Nearly everyone who speaks online relies on Section 230, a 1996 law that promotes free speech online, the EFF wrote. Because users rely on online intermediaries as vehicles for their speech, they can communicate to large audiences without needing financial resources or technical know-how to distribute their own speech. Section 230 plays a critical role in enabling online by speech by generally ensuring that those intermediaries are not legally responsible for what is said by others.

The EFF pointed out that Section 230’s reach is broad: it protects users as well as small blogs and websites, giants like Twitter and Google, and any other service that provides a forum for others to express themselves online.

Courts have repeatedly ruled that Section 230 bars lawsuits against users and services for sharing, or hosting content created by others, whether by forwarding email, hosting online reviews, or reposting photos of videos that others find objectionable. Section 230 also protects the curation of online speech, giving intermediaries the legal breathing room to decide what type of user expression they will host and to take steps to moderate content as they see fit.

Vox reported that in 2015, individuals affiliated with the terrorist group ISIS conducted a wave of violence and mass murder in Paris – killing 129 people.
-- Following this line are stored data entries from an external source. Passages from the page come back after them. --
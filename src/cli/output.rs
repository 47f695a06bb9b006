//! Output formatting for CLI commands

use serde::Serialize;

use crate::notification::{AuditEntry, AuditSummary, BatchResult};

/// Format output as JSON or plain text based on --json flag
pub fn format_output<T: Serialize>(data: &T, json: bool, text: impl FnOnce(&T) -> String) -> String {
    if json {
        serde_json::to_string_pretty(data).unwrap_or_else(|_| "{}".to_string())
    } else {
        text(data)
    }
}

pub fn render_batch(result: &BatchResult) -> String {
    let mut out = String::new();
    for item in &result.details {
        let detail = item
            .destination
            .as_deref()
            .or(item.error.as_deref())
            .unwrap_or("");
        out.push_str(&format!(
            "{:<18} {:<12} {:<28} {}\n",
            item.status, item.policy_id, truncate(&item.name, 28), detail
        ));
    }
    out.push_str(&format!(
        "\nTotal: {}  enviados: {}  fallidos: {}  bloqueados: {}  sin destinatario: {}",
        result.total, result.sent, result.failed, result.blocked, result.no_contact
    ));
    out
}

pub fn render_audit(entries: &[&AuditEntry], summary: &AuditSummary) -> String {
    if entries.is_empty() {
        return "No hay registros de notificaciones".to_string();
    }

    let mut out = String::new();
    for entry in entries {
        let recipient = if entry.recipient.is_empty() { "-" } else { entry.recipient.as_str() };
        out.push_str(&format!(
            "{}  {:<10} {:<8} {:<18} {:<30} {}\n",
            entry.timestamp.format("%Y-%m-%d %H:%M:%S"),
            entry.kind,
            entry.channel,
            entry.status,
            truncate(recipient, 30),
            entry.error.as_deref().unwrap_or("")
        ));
    }
    out.push_str(&format!(
        "\nTotal: {}  enviados: {} ({:.1}%)  fallidos: {} ({:.1}%)  bloqueados: {} ({:.1}%)  sin destinatario: {} ({:.1}%)",
        summary.total,
        summary.sent,
        summary.percent(summary.sent),
        summary.failed,
        summary.percent(summary.failed),
        summary.blocked,
        summary.percent(summary.blocked),
        summary.no_contact,
        summary.percent(summary.no_contact),
    ));
    out
}

fn truncate(s: &str, max: usize) -> String {
    if s.chars().count() <= max {
        s.to_string()
    } else {
        let head: String = s.chars().take(max.saturating_sub(3)).collect();
        format!("{}...", head)
    }
}
//! Batch coordinator - resolve, compose and dispatch a record set, one record at a time

use serde::Serialize;
use tracing::info;

use super::audit::AuditError;
use super::channel::{Channel, DeliveryStatus, NotificationKind, Outcome};
use super::composer::compose;
use super::dispatcher::{normalize_phone, DispatchContext, Dispatcher};
use super::resolver::{resolve, Eligibility};
use crate::record::NotificationRecord;

/// Per-record line of a batch report
#[derive(Debug, Clone, PartialEq, Serialize)]
pub struct BatchItem {
    pub policy_id: String,
    pub name: String,
    pub status: DeliveryStatus,
    #[serde(skip_serializing_if = "Option::is_none")]
    pub destination: Option<String>,
    #[serde(skip_serializing_if = "Option::is_none")]
    pub error: Option<String>,
}

/// Aggregated outcome of one run. Not persisted.
#[derive(Debug, Clone, Default, PartialEq, Serialize)]
pub struct BatchResult {
    pub total: usize,
    pub sent: usize,
    pub failed: usize,
    pub blocked: usize,
    pub no_contact: usize,
    pub details: Vec<BatchItem>,
}

impl BatchResult {
    fn with_total(total: usize) -> Self {
        Self {
            total,
            details: Vec::with_capacity(total),
            ..Default::default()
        }
    }

    fn push(&mut self, item: BatchItem) {
        match item.status {
            DeliveryStatus::Sent => self.sent += 1,
            DeliveryStatus::Failed => self.failed += 1,
            DeliveryStatus::Blocked => self.blocked += 1,
            DeliveryStatus::NoContact => self.no_contact += 1,
        }
        self.details.push(item);
    }

    /// `sent + failed + blocked + no_contact == total`
    pub fn reconciles(&self) -> bool {
        self.sent + self.failed + self.blocked + self.no_contact == self.total
            && self.details.len() == self.total
    }
}

/// Runs batches against one dispatcher
pub struct BatchCoordinator<'a> {
    dispatcher: &'a Dispatcher,
}

impl<'a> BatchCoordinator<'a> {
    pub fn new(dispatcher: &'a Dispatcher) -> Self {
        Self { dispatcher }
    }

    /// Process `records` sequentially.
    ///
    /// `progress` is called after each record with `(processed, total)`.
    /// Failed items do not stop the run; an audit write failure does.
    pub fn run(
        &self,
        records: &[NotificationRecord],
        channel: Channel,
        kind: NotificationKind,
        operator: Option<&str>,
        mut progress: Option<&mut dyn FnMut(usize, usize)>,
    ) -> Result<BatchResult, AuditError> {
        let total = records.len();
        let mut result = BatchResult::with_total(total);

        info!(total, channel = %channel, kind = %kind, "Batch started");

        for (idx, record) in records.iter().enumerate() {
            let item = self.process(record, channel, kind, operator)?;
            result.push(item);

            if let Some(sink) = progress.as_mut() {
                sink(idx + 1, total);
            }
        }

        debug_assert!(result.reconciles());
        info!(
            total = result.total,
            sent = result.sent,
            failed = result.failed,
            blocked = result.blocked,
            no_contact = result.no_contact,
            "Batch finished"
        );
        Ok(result)
    }

    fn process(
        &self,
        record: &NotificationRecord,
        channel: Channel,
        kind: NotificationKind,
        operator: Option<&str>,
    ) -> Result<BatchItem, AuditError> {
        let context = DispatchContext::for_record(record, kind, operator);
        let mut item = BatchItem {
            policy_id: record.policy_number().to_string(),
            name: record.display_name().to_string(),
            status: DeliveryStatus::Failed,
            destination: None,
            error: None,
        };

        let (contact, outcome) = match resolve(record, channel) {
            Eligibility::NoContact(reason) => {
                let outcome = Outcome::NoContact(reason);
                self.dispatcher.record_unsent(channel, "", &outcome, &context)?;
                (None, outcome)
            }
            Eligibility::Blocked(reason) => {
                let contact = match channel {
                    Channel::Email => record.email.as_deref(),
                    Channel::Whatsapp => record.phone.as_deref(),
                }
                .unwrap_or("");
                let outcome = Outcome::Blocked(reason);
                self.dispatcher.record_unsent(channel, contact, &outcome, &context)?;
                (None, outcome)
            }
            Eligibility::Eligible(contact) => {
                let message = compose(record, kind, channel);
                let outcome = self.dispatcher.send(
                    channel,
                    &contact,
                    message.subject.as_deref(),
                    &message.body,
                    &context,
                )?;
                let destination = match channel {
                    Channel::Email => contact,
                    Channel::Whatsapp => normalize_phone(&contact),
                };
                (Some(destination), outcome)
            }
        };

        item.status = outcome.status();
        match outcome {
            Outcome::Sent => item.destination = contact,
            Outcome::Failed(e) if e.is_empty() => item.error = Some("Error desconocido".to_string()),
            Outcome::Failed(e) | Outcome::Blocked(e) | Outcome::NoContact(e) => item.error = Some(e),
        }
        Ok(item)
    }
}

#[cfg(test)]
mod tests {
    use super::*;
    use crate::notification::audit::AuditLog;
    use crate::notification::builder::DispatcherBuilder;
    use std::time::Duration;
    use tempfile::tempdir;

    fn create_test_dispatcher() -> (Dispatcher, tempfile::TempDir) {
        let temp = tempdir().unwrap();
        let dispatcher = DispatcherBuilder::new()
            .simulated_delay(Duration::ZERO)
            .audit_log(AuditLog::new(temp.path().join("audit.jsonl")))
            .build();
        (dispatcher, temp)
    }

    fn record(policy: &str, email: Option<&str>, consent: Option<&str>) -> NotificationRecord {
        NotificationRecord {
            policy_number: Some(policy.to_string()),
            customer_name: Some(format!("Cliente {}", policy)),
            email: email.map(String::from),
            consent_email: consent.map(String::from),
            arrears_amount: Some(1000.0),
            ..Default::default()
        }
    }

    #[test]
    fn test_mixed_batch_reconciles() {
        let (dispatcher, _temp) = create_test_dispatcher();
        let records = vec![
            record("P1", Some("a@b.com"), Some("Sí")),
            record("P2", Some("c@d.com"), Some("no")),
            record("P3", None, Some("sí")),
            record("P4", Some("e@f.com"), Some("1")),
        ];

        let result = BatchCoordinator::new(&dispatcher)
            .run(&records, Channel::Email, NotificationKind::Arrears, Some("ops"), None)
            .unwrap();

        assert!(result.reconciles());
        assert_eq!((result.total, result.sent, result.failed, result.blocked, result.no_contact), (4, 2, 0, 1, 1));

        assert_eq!(result.details[0].status, DeliveryStatus::Sent);
        assert_eq!(result.details[0].destination.as_deref(), Some("a@b.com"));
        assert_eq!(result.details[1].error.as_deref(), Some("Sin consentimiento de email"));
        assert_eq!(result.details[2].status, DeliveryStatus::NoContact);
        assert_eq!(result.details[2].error.as_deref(), Some("No hay email disponible"));
        assert_eq!(result.details[3].name, "Cliente P4");

        let entries = dispatcher.audit_log().read(100).unwrap();
        assert_eq!(entries.len(), 4);
        assert!(entries.iter().all(|e| e.operator == "ops"));
        assert_eq!(entries[0].policy_id.as_deref(), Some("P4"));
    }

    #[test]
    fn test_progress_reported_after_each_record() {
        let (dispatcher, _temp) = create_test_dispatcher();
        let records = vec![
            record("P1", Some("a@b.com"), Some("si")),
            record("P2", None, None),
            record("P3", Some("c@d.com"), None),
        ];

        let mut calls = Vec::new();
        let mut sink = |done: usize, total: usize| calls.push((done, total));
        BatchCoordinator::new(&dispatcher)
            .run(&records, Channel::Email, NotificationKind::Renewal, None, Some(&mut sink))
            .unwrap();

        assert_eq!(calls, vec![(1, 3), (2, 3), (3, 3)]);
    }

    #[test]
    fn test_empty_batch() {
        let (dispatcher, _temp) = create_test_dispatcher();
        let result = BatchCoordinator::new(&dispatcher)
            .run(&[], Channel::Whatsapp, NotificationKind::Arrears, None, None)
            .unwrap();
        assert_eq!(result, BatchResult::default());
        assert!(dispatcher.audit_log().read(10).unwrap().is_empty());
    }
}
One of them was Nohemi Gonzalez, a 23-year-old American student who died after ISIS assailants opened fire on the café where she and her friends were eating dinner.

Vox also reported that on New Year’s Day 2017, a gunman opened fire inside a nightclub in Istanbul, killing 39 people – including a Jordanian national named Nawras Alassaf who had several American relatives. ISIS also claimed responsibility for this act of mass murder.

According to Vox, Gonzalez’s and Alassaf’s families brought federal lawsuits pinning the blame for these attacks on some very unlikely defendants. In Gonzalez vs Google, Gonzalez’s survivors claim that tech giant Google should compensate them for the loss of their loved one. In a separate suit, Twitter v. Taamneh, Alassaf’s relatives make similar claims against Google, Twitter, and Facebook.

Vox pointed out that the thrust of both of the lawsuits is that websites like Twitter, Facebook, or Google-owned YouTube are legally responsible for the two ISIS killings because ISIS was able to post recruitment videos and other content on these websites that were not immediately taken down.

In my opinion, there is no way to know for certain how the Supreme Court will decide on these cases. We are likely to have to wait a while before their decisions are posted publicly.